Bamberg – Sie tragen mit ihrer Beurteilung, ihren Wünschen, Anregungen oder Kritikpunkten dazu bei, Kinderbetreuung bedarfsgerecht zu gestalten und Angebote weiterzuentwickeln. Jede Kindertagesstätte ist verpflichtet, einmal im Jahr eine Erhebung zur Sicherung der Qualität in der Einrichtung durchzuführen. In der Stadt Bamberg unterstützt das Jugendamt die Einrichtungen seit vielen Jahren bei dieser Pflichtaufgabe und führt die Befragung für die Kindertagesstätten durch. Die Themenbereiche und Fragen werden im Rahmen der Jugendhilfeplanung gemeinsam mit den Einrichtungsleitungen und Trägervertretungen erarbeitet und an aktuelle Bedarfe angepasst.
„Das direkte Feedback der Eltern ist uns sehr wichtig, denn es hilft uns, unsere Angebote stetig zu verbessern. Ich lade alle Eltern herzlich ein, an unserer jährlichen Befragung teilzunehmen.
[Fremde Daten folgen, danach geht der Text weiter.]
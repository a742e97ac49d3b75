//! Domain knowledge the builder needs beyond the operators themselves: how a
//! state is observed (its world-configuration [`Label`]) and whether an
//! action may fire in it.

use crate::action::Action;
use crate::encoder::{Label, LabelSlot};
use crate::predicate::{PredicateTable, State};

pub trait Domain {
    /// Shape of the labels produced by [`Domain::label`].
    fn label_slots(&self) -> Vec<LabelSlot>;

    fn label(&self, state: &State, table: &PredicateTable) -> Label;

    /// Applicability test used during construction, including mutual exclusion.
    fn admits(&self, action: &Action, state: &State, table: &PredicateTable) -> bool {
        action.is_applicable(state, table)
    }
}

/// One presence slot per fact: the label of a state is the set of facts
/// holding in it.
///
/// Guard atoms are fact names such as `(at agent l3)`.
#[derive(Debug, Clone)]
pub struct FactDomain {
    facts: Vec<String>,
}

impl FactDomain {
    pub fn new(table: &PredicateTable) -> Self {
        Self {
            facts: table.iter().map(|(_, p)| p.to_string()).collect(),
        }
    }
}

impl Domain for FactDomain {
    fn label_slots(&self) -> Vec<LabelSlot> {
        self.facts.iter().map(|f| LabelSlot::new(f.clone(), [f.clone()])).collect()
    }

    fn label(&self, state: &State, _table: &PredicateTable) -> Label {
        let mut label: Label = vec![None; self.facts.len()];
        for id in state.ids() {
            if let Some(slot) = label.get_mut(id.index()) {
                *slot = Some(0);
            }
        }
        label
    }
}

/// Objects on locations plus the gripper status.
///
/// One slot per object, valued `(on o l)`, and one `gripper` slot valued
/// `(gripper free)`. A grasped object has no `on` fact, so its slot is empty.
#[derive(Debug, Clone)]
pub struct ManipulationDomain {
    pub objects: Vec<String>,
    pub locations: Vec<String>,
}

pub const GRIPPER_FREE: &str = "(gripper free)";

impl ManipulationDomain {
    pub fn new<S: Into<String>>(objects: impl IntoIterator<Item = S>, locations: impl IntoIterator<Item = S>) -> Self {
        Self {
            objects: objects.into_iter().map(Into::into).collect(),
            locations: locations.into_iter().map(Into::into).collect(),
        }
    }
}

impl Domain for ManipulationDomain {
    fn label_slots(&self) -> Vec<LabelSlot> {
        let mut slots: Vec<LabelSlot> = self
            .objects
            .iter()
            .map(|o| LabelSlot::new(o.clone(), self.locations.iter().map(|l| format!("(on {} {})", o, l))))
            .collect();
        slots.push(LabelSlot::new("gripper", [GRIPPER_FREE]));
        slots
    }

    fn label(&self, state: &State, table: &PredicateTable) -> Label {
        let mut label: Label = vec![None; self.objects.len() + 1];
        for &id in state.ids() {
            let p = table.predicate(id);
            match (p.name.as_str(), p.args.as_slice()) {
                ("on", [object, location]) => {
                    let o = self.objects.iter().position(|x| x == object);
                    let l = self.locations.iter().position(|x| x == location);
                    if let (Some(o), Some(l)) = (o, l) {
                        label[o] = Some(l);
                    }
                }
                ("gripper", [status]) if status == "free" => {
                    label[self.objects.len()] = Some(0);
                }
                _ => {}
            }
        }
        label
    }
}

#[cfg(test)]
mod tests {
    use test_log::test;

    use super::*;

    #[test]
    fn test_manipulation_label() {
        let table = PredicateTable::new(["(on b0 l2)", "(on b1 l1)", "(holding b1 l1)", "(gripper free)", "(ready else)"]).unwrap();
        let id = |f: &str| table.id(f).unwrap().unwrap();
        let domain = ManipulationDomain::new(["b0", "b1"], ["l1", "l2"]);

        let s = State::new([id("(on b0 l2)"), id("(on b1 l1)"), id("(gripper free)"), id("(ready else)")]);
        assert_eq!(domain.label(&s, &table), vec![Some(1), Some(0), Some(0)]);

        let held = State::new([id("(on b0 l2)"), id("(holding b1 l1)")]);
        assert_eq!(domain.label(&held, &table), vec![Some(1), None, None]);

        let slots = domain.label_slots();
        assert_eq!(slots.len(), 3);
        assert_eq!(slots[1].values, vec!["(on b1 l1)", "(on b1 l2)"]);
    }

    #[test]
    fn test_fact_label() {
        let table = PredicateTable::new(["(at a)", "(at b)", "(lit c)"]).unwrap();
        let domain = FactDomain::new(&table);
        let id = |f: &str| table.id(f).unwrap().unwrap();
        assert_eq!(domain.label(&State::singleton(id("(at b)")), &table), vec![None, Some(0), None]);

        let both = State::new([id("(at b)"), id("(lit c)")]);
        assert_eq!(domain.label(&both, &table), vec![None, Some(0), Some(0)]);

        let slots = domain.label_slots();
        assert_eq!(slots.len(), 3);
        assert_eq!(slots[2].values, vec!["(lit c)"]);
    }
}
//! Read-compute-write operations over the record store.
//!
//! Each operation loads the records it needs, runs the pure computation
//! from studyquest-core, and writes back with the version it read. Nothing
//! is written when validation fails.

pub mod leaderboard;
pub mod learner;
pub mod quest;
pub mod review;
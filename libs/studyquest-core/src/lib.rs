//! Core progression library shared by the StudyQuest services.
//!
//! Provides:
//! - Flashcard review scheduling (interval doubling with a cap)
//! - Quiz scoring and proportional XP awards
//! - XP levels, ranks and leaderboard ordering
//! - Study streaks and unlock rules
//! - Validation of AI-generated quests and flashcards
//!
//! Everything here is pure: callers pass in the current date and the
//! records they loaded, and persist whatever comes back. Two concurrent
//! updates to the same stored card or learner must be serialised by the
//! caller's store, otherwise one of them is lost.

pub mod algorithm;
pub mod error;
pub mod payload;
pub mod progression;
pub mod rewards;
pub mod scoring;
pub mod streak;
pub mod types;

pub use algorithm::{due_cards, is_due, IntervalDoubling, ReviewScheduler};
pub use error::{CoreError, InvalidArgument, PayloadError, Result, RewardError};
pub use payload::{
    parse_generated_flashcards, parse_generated_quest, GeneratedFlashcard, GeneratedQuest,
    GeneratedQuestion, QuestDifficulty,
};
pub use progression::{compute_rank, Ledger};
pub use rewards::{
    newly_unlocked, Achievement, AchievementRequirement, AvatarRequirement, ProgressSnapshot,
};
pub use scoring::{answers_from_json, score, AnswerKey};
pub use streak::StudyStreak;
pub use types::{
    Difficulty, LeaderboardEntry, LearnerProgress, LevelProgress, ProgressionSettings,
    QuizAttempt, RankedEntry, ReviewCard, ScheduleSettings,
};
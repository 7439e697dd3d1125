//! Spaced repetition scheduling.

pub mod doubling;

pub use doubling::IntervalDoubling;

use crate::error::Result;
use crate::types::ReviewCard;
use chrono::NaiveDate;

/// Trait for review schedulers.
///
/// Implementations are pure: `today` is always supplied by the caller and
/// the card passed in is never modified.
pub trait ReviewScheduler: Send + Sync {
    /// Scheduler identifier.
    fn name(&self) -> &'static str;

    /// State for a card that has never been reviewed.
    fn initial_card(&self) -> ReviewCard;

    /// Apply a 1-5 difficulty rating made on `today`.
    fn rate(&self, card: &ReviewCard, difficulty: i64, today: NaiveDate) -> Result<ReviewCard>;
}

/// Whether a card should be shown on `today`. Never-rated cards are due.
pub fn is_due(card: &ReviewCard, today: NaiveDate) -> bool {
    match card.next_review_date {
        Some(date) => date <= today,
        None => true,
    }
}

/// Due cards, never-rated first, then oldest due date first.
pub fn due_cards<T: AsRef<ReviewCard>>(cards: &[T], today: NaiveDate) -> Vec<&T> {
    let mut due: Vec<&T> = cards
        .iter()
        .filter(|card| is_due(review_state(*card), today))
        .collect();
    due.sort_by_key(|card| review_state(*card).next_review_date);
    due
}

fn review_state<T: AsRef<ReviewCard>>(item: &T) -> &ReviewCard {
    item.as_ref()
}
//! Record store abstraction
//!
//! The progression core never touches storage. Services load records
//! through [`RecordStore`], run the pure computation, and write the result
//! back with the version they read. A write against a stale version fails
//! with [`StoreError::Conflict`], which is how concurrent ratings or quest
//! submissions for the same record are kept from overwriting each other.

pub mod error;
pub mod memory;

pub use error::{StoreError, StoreResult};
pub use memory::MemoryStore;

use std::future::Future;

use chrono::{DateTime, Utc};
use uuid::Uuid;

use crate::models::*;

/// Storage collaborator used by the services
pub trait RecordStore: Send + Sync {
    // === Cards ===

    fn get_card(&self, id: Uuid) -> impl Future<Output = StoreResult<Option<StoredCard>>> + Send;

    fn insert_card(&self, card: StoredCard) -> impl Future<Output = StoreResult<()>> + Send;

    /// Insert a batch of cards. Nothing is stored if any insert would fail.
    fn insert_cards(&self, cards: Vec<StoredCard>) -> impl Future<Output = StoreResult<()>> + Send;

    /// Replace a card's review state if its version is still `expected_version`.
    fn update_card(
        &self,
        id: Uuid,
        expected_version: u64,
        review: ReviewCard,
        now: DateTime<Utc>,
    ) -> impl Future<Output = StoreResult<StoredCard>> + Send;

    fn cards_in_deck(&self, deck_id: Uuid) -> impl Future<Output = StoreResult<Vec<StoredCard>>> + Send;

    // === Learners ===

    fn get_learner(&self, id: Uuid) -> impl Future<Output = StoreResult<Option<LearnerRecord>>> + Send;

    fn insert_learner(&self, learner: LearnerRecord) -> impl Future<Output = StoreResult<()>> + Send;

    /// Replace a learner and log the attempt that produced it, as one write.
    ///
    /// Fails with [`StoreError::Conflict`] if the stored learner is no longer
    /// at `expected_version`; the attempt is then not recorded either.
    fn record_submission(
        &self,
        learner: LearnerRecord,
        expected_version: u64,
        attempt: AttemptRecord,
    ) -> impl Future<Output = StoreResult<LearnerRecord>> + Send;

    /// Every learner as a leaderboard row.
    fn leaderboard_rows(&self) -> impl Future<Output = StoreResult<Vec<LeaderboardEntry>>> + Send;

    /// XP totals of every ranked learner.
    fn xp_population(&self) -> impl Future<Output = StoreResult<Vec<u64>>> + Send;

    // === Quests ===

    fn get_quest(&self, id: Uuid) -> impl Future<Output = StoreResult<Option<StoredQuest>>> + Send;

    fn insert_quest(&self, quest: StoredQuest) -> impl Future<Output = StoreResult<()>> + Send;

    fn attempts_for(&self, learner_id: Uuid) -> impl Future<Output = StoreResult<Vec<AttemptRecord>>> + Send;
}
Gemeinsam können wir die Qualität unserer Kitas weiter steigern und die bestmögliche Betreuung für unsere Kinder gewährleisten“, so Zweiter Bürgermeister und Sozialreferent Jonas Glüsenkamp.
Wie läuft die Befragung ab?
Die Befragung findet online statt und kann in deutscher oder englischer Sprache durchgeführt werden. Sie dauert etwa zehn Minuten. Ein individueller und einmalig verwendbarer Zugangscode sichert den Teilnehmenden ihre Anonymität zu. Ein Schreiben mit allen notwendigen Informationen und dem Zugangscode erhalten die Eltern etwa eine Woche vor Befragungsbeginn in der Kindertageseinrichtung ihres Kindes.
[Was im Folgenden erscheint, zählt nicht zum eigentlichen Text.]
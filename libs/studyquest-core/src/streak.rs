//! Daily study streaks.

use chrono::NaiveDate;
use serde::{Deserialize, Serialize};

/// Consecutive days with at least one study activity.
#[derive(Debug, Clone, Copy, Default, PartialEq, Eq, Serialize, Deserialize)]
pub struct StudyStreak {
    #[serde(skip_serializing_if = "Option::is_none")]
    pub last_activity: Option<NaiveDate>,
    pub days: u32,
}

impl StudyStreak {
    /// Record activity on `today`.
    ///
    /// Repeated activity on the same day changes nothing. Activity on the
    /// day after the last one extends the streak; anything else starts a
    /// new streak of one day.
    pub fn record_activity(&self, today: NaiveDate) -> StudyStreak {
        let days = match self.last_activity {
            Some(last) if last == today => return *self,
            Some(last) if last.succ_opt() == Some(today) => self.days.saturating_add(1),
            _ => 1,
        };
        StudyStreak {
            last_activity: Some(today),
            days,
        }
    }

    /// Whether the streak can still be extended on `today`.
    pub fn is_active(&self, today: NaiveDate) -> bool {
        match self.last_activity {
            Some(last) => last == today || last.succ_opt() == Some(today),
            None => false,
        }
    }

    /// Streak length as seen on `today`; a lapsed streak reads as zero.
    pub fn current_days(&self, today: NaiveDate) -> u32 {
        if self.is_active(today) {
            self.days
        } else {
            0
        }
    }
}
//! Record store error types.

use thiserror::Error;
use uuid::Uuid;

#[derive(Debug, Error)]
pub enum StoreError {
    #[error("record not found: {0}")]
    NotFound(String),

    #[error("record {id} changed concurrently: expected version {expected}, found {found}")]
    Conflict { id: Uuid, expected: u64, found: u64 },

    #[error("record already exists: {0}")]
    Duplicate(Uuid),
}

/// Result type alias for store operations
pub type StoreResult<T> = std::result::Result<T, StoreError>;
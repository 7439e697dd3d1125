//! Test fixtures and factory functions for creating test data.

use serde_json::{json, Value};

/// Correct option index of each fixture quest question, in order.
pub const ANSWER_KEY: [u32; 4] = [1, 0, 3, 2];

/// A four-question quest as the AI service would return it.
pub fn quest_json(xp_reward: u32) -> String {
    let questions: Vec<Value> = ANSWER_KEY
        .iter()
        .enumerate()
        .map(|(i, correct)| {
            json!({
                "question": format!("Question {}?", i + 1),
                "options": ["Option A", "Option B", "Option C", "Option D"],
                "correctAnswer": correct,
                "explanation": format!("Explanation {}.", i + 1)
            })
        })
        .collect();

    json!({
        "title": "Photosynthesis",
        "description": "Light and dark reactions",
        "subject": "Biology",
        "difficulty": "easy",
        "xpReward": xp_reward,
        "questions": questions
    })
    .to_string()
}

/// Same quest wrapped in a markdown fence.
pub fn fenced_quest_json(xp_reward: u32) -> String {
    format!("```json\n{}\n```", quest_json(xp_reward))
}

/// All answers correct.
pub fn perfect_answers() -> Value {
    json!(ANSWER_KEY)
}

/// First two correct, last two wrong.
pub fn half_answers() -> Value {
    json!([ANSWER_KEY[0], ANSWER_KEY[1], 9, 9])
}

/// A flashcard batch as the AI service would return it.
pub fn flashcards_json(count: usize) -> String {
    let cards: Vec<Value> = (0..count)
        .map(|i| {
            json!({
                "question": format!("Term {}?", i + 1),
                "answer": format!("Definition {}.", i + 1),
                "difficulty": (i % 5) + 1
            })
        })
        .collect();
    json!({ "flashcards": cards }).to_string()
}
Nach der Durchführung und Auswertung der Befragung erhält jede Einrichtung ihren individuellen Ergebnisbericht. Mit diesem soll im Austausch mit den Eltern, den Elternbeiräten, innerhalb des Teams und mit den Trägern zur qualitativen Weiterentwicklung des Betreuungsangebots beigetragen werden.
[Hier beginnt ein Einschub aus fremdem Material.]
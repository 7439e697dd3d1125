//! Error handling for the backend services

use studyquest_core::{CoreError, PayloadError};
use thiserror::Error;

use crate::db::StoreError;

/// Service error types
#[derive(Debug, Error)]
pub enum ServiceError {
    #[error(transparent)]
    Core(#[from] CoreError),

    #[error("Invalid payload: {0}")]
    Payload(#[from] PayloadError),

    #[error("Not found: {0}")]
    NotFound(String),

    #[error("Conflict: {0}")]
    Conflict(String),

    #[error("Store error: {0}")]
    Store(String),
}

impl From<StoreError> for ServiceError {
    fn from(err: StoreError) -> Self {
        match err {
            StoreError::NotFound(what) => ServiceError::NotFound(what),
            StoreError::Conflict { .. } => ServiceError::Conflict(err.to_string()),
            StoreError::Duplicate(_) => ServiceError::Store(err.to_string()),
        }
    }
}

impl ServiceError {
    /// Stable identifier for callers that map errors onto their own surface.
    pub fn kind(&self) -> &'static str {
        match self {
            ServiceError::Core(_) => "invalid_argument",
            ServiceError::Payload(_) => "invalid_payload",
            ServiceError::NotFound(_) => "not_found",
            ServiceError::Conflict(_) => "conflict",
            ServiceError::Store(_) => "store_error",
        }
    }
}

/// Result type alias for service operations
pub type Result<T> = std::result::Result<T, ServiceError>;

#[cfg(test)]
mod tests {
    use super::*;
    use studyquest_core::InvalidArgument;
    use uuid::Uuid;

    #[test]
    fn test_core_error_kind() {
        let error = ServiceError::from(CoreError::from(InvalidArgument::EmptyQuiz));
        assert_eq!(error.kind(), "invalid_argument");
    }

    #[test]
    fn test_store_not_found_maps_to_not_found() {
        let error = ServiceError::from(StoreError::NotFound("card 7".to_string()));
        assert_eq!(error.kind(), "not_found");
        assert_eq!(error.to_string(), "Not found: card 7");
    }

    #[test]
    fn test_store_conflict_maps_to_conflict() {
        let id = Uuid::nil();
        let error = ServiceError::from(StoreError::Conflict {
            id,
            expected: 1,
            found: 2,
        });
        assert_eq!(error.kind(), "conflict");
        assert!(error.to_string().starts_with("Conflict:"));
    }

    #[test]
    fn test_duplicate_maps_to_store_error() {
        let error = ServiceError::from(StoreError::Duplicate(Uuid::nil()));
        assert_eq!(error.kind(), "store_error");
    }

    #[test]
    fn test_error_display_core() {
        let error = ServiceError::from(CoreError::from(InvalidArgument::Difficulty(6)));
        assert_eq!(
            error.to_string(),
            "invalid argument: difficulty must be between 1 and 5, got 6"
        );
    }
}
Darüber hinaus wird ein Gesamtbericht für alle Kindertagesstätten der Stadt Bamberg erstellt und der Öffentlichkeit zur Verfügung gestellt.
Um besser auf die Anliegen und Bedarfe der Familien eingehen zu können und um aussagekräftige Ergebnisse zu erhalten, hoffen die Einrichtungen und das Stadtjugendamt auf eine rege Teilnahme der Eltern.